[To do] The entries should be written out again exactly as they read.

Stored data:
= Beginning of Section =
//! Dissemination payload types.

use chrono::{DateTime, Duration, Utc};
use serde::{Deserialize, Serialize};
use std::fmt;
use std::str::FromStr;
use uuid::Uuid;

use crate::decision::Priority;
use crate::error::CoreError;

/// Delivery channel an adapter implements.
#[derive(Debug, Clone, Copy, PartialEq, Eq, Hash, PartialOrd, Ord, Serialize, Deserialize)]
#[serde(rename_all = "lowercase")]
pub enum ChannelKind {
    /// Low-latency push notification.
    Push,
    Email,
    Sms,
    #[serde(alias = "websocket")]
    WebSocket,
    /// Standard display surface (dashboard tile, terminal).
    Display,
}

impl ChannelKind {
    pub const ALL: [ChannelKind; 5] = [
        Self::Push,
        Self::Email,
        Self::Sms,
        Self::WebSocket,
        Self::Display,
    ];

    /// Metric label.
    pub fn as_str(self) -> &'static str {
        match self {
            Self::Push => "push",
            Self::Email => "email",
            Self::Sms => "sms",
            Self::WebSocket => "websocket",
            Self::Display => "display",
        }
    }
}

impl fmt::Display for ChannelKind {
    fn fmt(&self, f: &mut fmt::Formatter<'_>) -> fmt::Result {
        f.write_str(self.as_str())
    }
}

impl FromStr for ChannelKind {
    type Err = CoreError;

    fn from_str(s: &str) -> Result<Self, Self::Err> {
        match s.to_ascii_lowercase().as_str() {
            "push" => Ok(Self::Push),
            "email" => Ok(Self::Email),
            "sms" => Ok(Self::Sms),
            "websocket" | "ws" => Ok(Self::WebSocket),
            "display" => Ok(Self::Display),
            _ => Err(CoreError::InvalidChannel(s.to_string())),
        }
    }
}

/// Unique notification identifier.
#[derive(Debug, Clone, PartialEq, Eq, Hash, Serialize, Deserialize)]
#[serde(transparent)]
pub struct NotificationId(String);

impl NotificationId {
    /// Format: `ntf_{timestamp_ms}_{uuid_short}`
    pub fn new() -> Self {
        let ts = Utc::now().timestamp_millis();
        let uuid_short = &Uuid::new_v4().to_string()[..8];
        Self(format!("ntf_{ts}_{uuid_short}"))
    }

    pub fn as_str(&self) -> &str {
        &self.0
    }
}

impl Default for NotificationId {
    fn default() -> Self {
        Self::new()
    }
}

impl fmt::Display for NotificationId {
    fn fmt(&self, f: &mut fmt::Formatter<'_>) -> fmt::Result {
        write!(f, "{}", self.0)
    }
}

/// Message handed to channel adapters.
#[derive(Debug, Clone, PartialEq, Serialize, Deserialize)]
pub struct NotificationMessage {
    pub id: NotificationId,
    pub priority: Priority,
    /// Channels this message is targeted at.
    pub channels: Vec<ChannelKind>,
    pub title: String,
    pub body: String,
    /// Free-form structured content.
    #[serde(default)]
    pub payload: serde_json::Value,
    pub created_at: DateTime<Utc>,
    /// Adapters must not deliver after this instant.
    pub expires_at: DateTime<Utc>,
}

impl NotificationMessage {
    /// Create a message that expires `ttl` from now.
    pub fn new(
        priority: Priority,
        channels: Vec<ChannelKind>,
        title: impl Into<String>,
        body: impl Into<String>,
        payload: serde_json::Value,
        ttl: Duration,
    ) -> Self {
        let now = Utc::now();
        Self {
            id: NotificationId::new(),
            priority,
            channels,
            title: title.into(),
            body: body.into(),
            payload,
            created_at: now,
            expires_at: now + ttl,
        }
    }

    /// Check whether the message is past its expiry at `now`.
    pub fn is_expired_at(&self, now: DateTime<Utc>) -> bool {
        now >= self.expires_at
    }

    pub fn is_expired(&self) -> bool {
        self.is_expired_at(Utc::now())
    }
}

#[cfg(test)]
mod tests {
    use super::*;

    #[test]
    fn test_message_expiry() {
        let msg = NotificationMessage::new(
            Priority::High,
            vec![ChannelKind::Push],
            "t",
            "b",
            serde_json::Value::Null,
            Duration::minutes(15),
        );
        assert!(!msg.is_expired());
        assert!(msg.is_expired_at(msg.created_at + Duration::minutes(15)));
        assert!(!msg.is_expired_at(msg.created_at + Duration::minutes(14)));
    }

    #[test]
    fn test_channel_kind_parse() {
        assert_eq!("ws".parse::<ChannelKind>().unwrap(), ChannelKind::WebSocket);
        assert_eq!("EMAIL".parse::<ChannelKind>().unwrap(), ChannelKind::Email);
        assert!("pager".parse::<ChannelKind>().is_err());
    }
}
= End of Section =
[Written response]
//! Dissemination payload types.

use chrono::{DateTime, Duration, Utc};
use serde::{Deserialize, Serialize};
use std::fmt;
use std::str::FromStr;
use uuid::Uuid;

use crate::decision::Priority;
use crate::error::CoreError;

/// Delivery channel an adapter implements.
#[derive(Debug, Clone, Copy, PartialEq, Eq, Hash, PartialOrd, Ord, Serialize, Deserialize)]
#[serde(rename_all = "lowercase")]
pub enum ChannelKind {
    /// Low-latency push notification.
    Push,
    Email,
    Sms,
    #[serde(alias = "websocket")]
    WebSocket,
    /// Standard display surface (dashboard tile, terminal).
    Display,
}

impl ChannelKind {
    pub const ALL: [ChannelKind; 5] = [
        Self::Push,
        Self::Email,
        Self::Sms,
        Self::WebSocket,
        Self::Display,
    ];

    /// Metric label.
    pub fn as_str(self) -> &'static str {
        match self {
            Self::Push => "push",
            Self::Email => "email",
            Self::Sms => "sms",
            Self::WebSocket => "websocket",
            Self::Display => "display",
        }
    }
}

impl fmt::Display for ChannelKind {
    fn fmt(&self, f: &mut fmt::Formatter<'_>) -> fmt::Result {
        f.write_str(self.as_str())
    }
}

impl FromStr for ChannelKind {
    type Err = CoreError;

    fn from_str(s: &str) -> Result<Self, Self::Err> {
        match s.to_ascii_lowercase().as_str() {
            "push" => Ok(Self::Push),
            "email" => Ok(Self::Email),
            "sms" => Ok(Self::Sms),
            "websocket" | "ws" => Ok(Self::WebSocket),
            "display" => Ok(Self::Display),
            _ => Err(CoreError::InvalidChannel(s.to_string())),
        }
    }
}

/// Unique notification identifier.
#[derive(Debug, Clone, PartialEq, Eq, Hash, Serialize, Deserialize)]
#[serde(transparent)]
pub struct NotificationId(String);

impl NotificationId {
    /// Format: `ntf_{timestamp_ms}_{uuid_short}`
    pub fn new() -> Self {
        let ts = Utc::now().timestamp_millis();
        let uuid_short = &Uuid::new_v4().to_string()[..8];
        Self(format!("ntf_{ts}_{uuid_short}"))
    }

    pub fn as_str(&self) -> &str {
        &self.0
    }
}

impl Default for NotificationId {
    fn default() -> Self {
        Self::new()
    }
}

impl fmt::Display for NotificationId {
    fn fmt(&self, f: &mut fmt::Formatter<'_>) -> fmt::Result {
        write!(f, "{}", self.0)
    }
}

/// Message handed to channel adapters.
#[derive(Debug, Clone, PartialEq, Serialize, Deserialize)]
pub struct NotificationMessage {
    pub id: NotificationId,
    pub priority: Priority,
    /// Channels this message is targeted at.
    pub channels: Vec<ChannelKind>,
    pub title: String,
    pub body: String,
    /// Free-form structured content.
    #[serde(default)]
    pub payload: serde_json::Value,
    pub created_at: DateTime<Utc>,
    /// Adapters must not deliver after this instant.
    pub expires_at: DateTime<Utc>,
}

impl NotificationMessage {
    /// Create a message that expires `ttl` from now.
    pub fn new(
        priority: Priority,
        channels: Vec<ChannelKind>,
        title: impl Into<String>,
        body: impl Into<String>,
        payload: serde_json::Value,
        ttl: Duration,
    ) -> Self {
        let now = Utc::now();
        Self {
            id: NotificationId::new(),
            priority,
            channels,
            title: title.into(),
            body: body.into(),
            payload,
            created_at: now,
            expires_at: now + ttl,
        }
    }

    /// Check whether the message is past its expiry at `now`.
    pub fn is_expired_at(&self, now: DateTime<Utc>) -> bool {
        now >= self.expires_at
    }

    pub fn is_expired(&self) -> bool {
        self.is_expired_at(Utc::now())
    }
}

#[cfg(test)]
mod tests {
    use super::*;

    #[test]
    fn test_message_expiry() {
        let msg = NotificationMessage::new(
            Priority::High,
            vec![ChannelKind::Push],
            "t",
            "b",
            serde_json::Value::Null,
            Duration::minutes(15),
        );
        assert!(!msg.is_expired());
        assert!(msg.is_expired_at(msg.created_at + Duration::minutes(15)));
        assert!(!msg.is_expired_at(msg.created_at + Duration::minutes(14)));
    }

    #[test]
    fn test_channel_kind_parse() {
        assert_eq!("ws".parse::<ChannelKind>().unwrap(), ChannelKind::WebSocket);
        assert_eq!("EMAIL".parse::<ChannelKind>().unwrap(), ChannelKind::Email);
        assert!("pager".parse::<ChannelKind>().is_err());
    }
}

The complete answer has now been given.